Candida albicans (C. albicans), a microbe commonly isolated from Candida vaginitis patients with vaginal tract infections, transforms from yeast to hyphae and produces many toxins, adhesins, and invasins, as well as C. albicans biofilms resistant to antifungal antibiotic treatment. Effective agents against this pathogen are urgently needed. Antimicrobial peptides (AMPs) have been used to cure inflammation and infectious diseases. In this study, we isolated whole housefly larvae insect SVWC peptide 1 (WHIS1), a novel insect single von Willebrand factor C-domain protein (SVWC) peptide from whole housefly larvae.

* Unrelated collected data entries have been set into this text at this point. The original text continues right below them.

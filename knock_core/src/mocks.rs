//! Stand-in peripherals for knock_core

/// An output line that accepts every level and drives nothing; used when an
/// optional pin (e.g. the SPU test pin) is not wired.
#[derive(Debug, Default, Clone, Copy)]
pub struct NoopLine;

impl knock_traits::OutputLine for NoopLine {
    fn set_high(&mut self) -> Result<(), knock_traits::HwError> {
        Ok(())
    }
    fn set_low(&mut self) -> Result<(), knock_traits::HwError> {
        Ok(())
    }
}
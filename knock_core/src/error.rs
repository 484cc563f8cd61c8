use thiserror::Error;

#[derive(Debug, Error, Clone)]
pub enum KnockError {
    #[error("hardware error: {0}")]
    Hardware(String),
    #[error("hardware fault: {0}")]
    HardwareFault(String),
    #[error("spu not configured; call start() before measuring")]
    NotConfigured,
    #[error("configuration error: {0}")]
    Config(String),
    #[error("io error: {0}")]
    Io(String),
}

#[derive(Debug, Error, Clone)]
pub enum BuildError {
    #[error("missing spu spi bus")]
    MissingBus,
    #[error("missing spu chip select line")]
    MissingSelect,
    #[error("missing hold line")]
    MissingHold,
    #[error("missing adc")]
    MissingAdc,
    #[error("missing status led")]
    MissingStatusLed,
    #[error("missing limit led")]
    MissingLimitLed,
    #[error("missing analog output")]
    MissingAnalogOutput,
    #[error("invalid config: {0}")]
    InvalidConfig(&'static str),
}

pub type Result<T> = eyre::Result<T>;
pub use eyre::Report;
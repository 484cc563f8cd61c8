//! Simulated knock shield.
//!
//! All handles share one `SimShield` state: the bus decodes channel-select
//! commands, the ADC returns the level of whichever channel is selected, and
//! lines/PWM remember what was last written so tests and `self-check` can
//! inspect them.

use std::cell::RefCell;
use std::collections::HashMap;
use std::rc::Rc;

use knock_traits::{AnalogInput, AnalogOutput, HwError, OutputLine, SpiBus};
use tracing::trace;

use crate::mcp3008::MAX_CODE;

const SELECT_MASK: u8 = 0b1111_1110;
const SELECT_PREFIX: u8 = 0b1110_0000;

#[derive(Debug, Default)]
struct SimState {
    levels: [u16; 2],
    sweep_step: u16,
    selected: usize,
    last_byte: u8,
    written: Vec<u8>,
    lines: HashMap<&'static str, bool>,
    duty: Option<u8>,
    samples: u64,
}

/// Shared simulated front-end. Clone to hand out more handles.
#[derive(Debug, Clone, Default)]
pub struct SimShield {
    state: Rc<RefCell<SimState>>,
}

impl SimShield {
    /// Simulated shield with fixed per-channel ADC codes (clamped to 10 bits).
    pub fn new(level_ch1: u16, level_ch2: u16) -> Self {
        let state = SimState {
            levels: [level_ch1.min(MAX_CODE), level_ch2.min(MAX_CODE)],
            ..SimState::default()
        };
        Self {
            state: Rc::new(RefCell::new(state)),
        }
    }

    /// Advance each channel's level by `step` codes after every sample,
    /// wrapping at 1024, so a running simulation shows movement.
    pub fn with_sweep(self, step: u16) -> Self {
        self.state.borrow_mut().sweep_step = step;
        self
    }

    pub fn set_level(&self, channel_id: u8, level: u16) {
        let mut st = self.state.borrow_mut();
        let idx = usize::from(channel_id.saturating_sub(1)).min(1);
        st.levels[idx] = level.min(MAX_CODE);
    }

    pub fn bus(&self) -> SimSpuBus {
        SimSpuBus {
            shield: self.clone(),
        }
    }

    pub fn adc(&self) -> SimAdc {
        SimAdc {
            shield: self.clone(),
        }
    }

    pub fn pwm(&self) -> SimPwm {
        SimPwm {
            shield: self.clone(),
        }
    }

    pub fn line(&self, name: &'static str) -> SimLine {
        SimLine {
            shield: self.clone(),
            name,
        }
    }

    /// Channel currently selected on the SPU (1 or 2).
    pub fn selected_channel(&self) -> u8 {
        self.state.borrow().selected as u8 + 1
    }

    /// Every byte written to the SPU bus, in order.
    pub fn written(&self) -> Vec<u8> {
        self.state.borrow().written.clone()
    }

    /// Last level driven on a named line, if it was ever driven.
    pub fn line_level(&self, name: &str) -> Option<bool> {
        self.state.borrow().lines.get(name).copied()
    }

    pub fn last_duty(&self) -> Option<u8> {
        self.state.borrow().duty
    }

    pub fn samples(&self) -> u64 {
        self.state.borrow().samples
    }
}

pub struct SimSpuBus {
    shield: SimShield,
}

impl SpiBus for SimSpuBus {
    fn exchange(&mut self, byte: u8) -> Result<u8, HwError> {
        let mut st = self.shield.state.borrow_mut();
        if byte & SELECT_MASK == SELECT_PREFIX {
            st.selected = usize::from(byte & 1);
        }
        st.written.push(byte);
        // the SPU shifts out the previous command while clocking in the next
        let echo = std::mem::replace(&mut st.last_byte, byte);
        trace!(tx = byte, rx = echo, "sim spu exchange");
        Ok(echo)
    }
}

pub struct SimAdc {
    shield: SimShield,
}

impl AnalogInput for SimAdc {
    fn sample(&mut self) -> Result<u16, HwError> {
        let mut st = self.shield.state.borrow_mut();
        let idx = st.selected;
        let code = st.levels[idx];
        let step = st.sweep_step;
        if step > 0 {
            st.levels[idx] = (code + step) % (MAX_CODE + 1);
        }
        st.samples += 1;
        Ok(code)
    }
}

pub struct SimPwm {
    shield: SimShield,
}

impl AnalogOutput for SimPwm {
    fn write_duty(&mut self, duty: u8) -> Result<(), HwError> {
        self.shield.state.borrow_mut().duty = Some(duty);
        Ok(())
    }
}

pub struct SimLine {
    shield: SimShield,
    name: &'static str,
}

impl SimLine {
    fn drive(&mut self, high: bool) {
        self.shield.state.borrow_mut().lines.insert(self.name, high);
        trace!(line = self.name, high, "sim line");
    }
}

impl OutputLine for SimLine {
    fn set_high(&mut self) -> Result<(), HwError> {
        self.drive(true);
        Ok(())
    }
    fn set_low(&mut self) -> Result<(), HwError> {
        self.drive(false);
        Ok(())
    }
}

The expression pattern of WHIS1 showed a response to the stimulation of C. albicans. In contrast to other SVWC members, which function as antiviral peptides, interferon (IFN) analogs or pathogen recognition receptors (PRRs), which are the prokaryotically expressed MdWHIS1 protein, inhibit the growth of C. albicans. Eukaryotic heterologous expression of WHIS1 inhibited C. albicans invasion into A549 and HeLa cells. The heterologous expression of WHIS1 clearly inhibited hyphal formation both extracellularly and intracellularly. Furthermore, the mechanism of WHIS1 has demonstrated that it downregulates all key hyphal formation factors (ALS1, ALS3, ALS5, ECE1, HWP1, HGC1, EFG1, and ZAP1) both extracellularly and intracellularly. These data showed that heterologously expressed WHIS1 inhibits C. albicans invasion into epithelial cells by affecting hyphal formation and adhesion factor-related gene expression. These findings provide new potential drug candidates for treating C. albicans infection.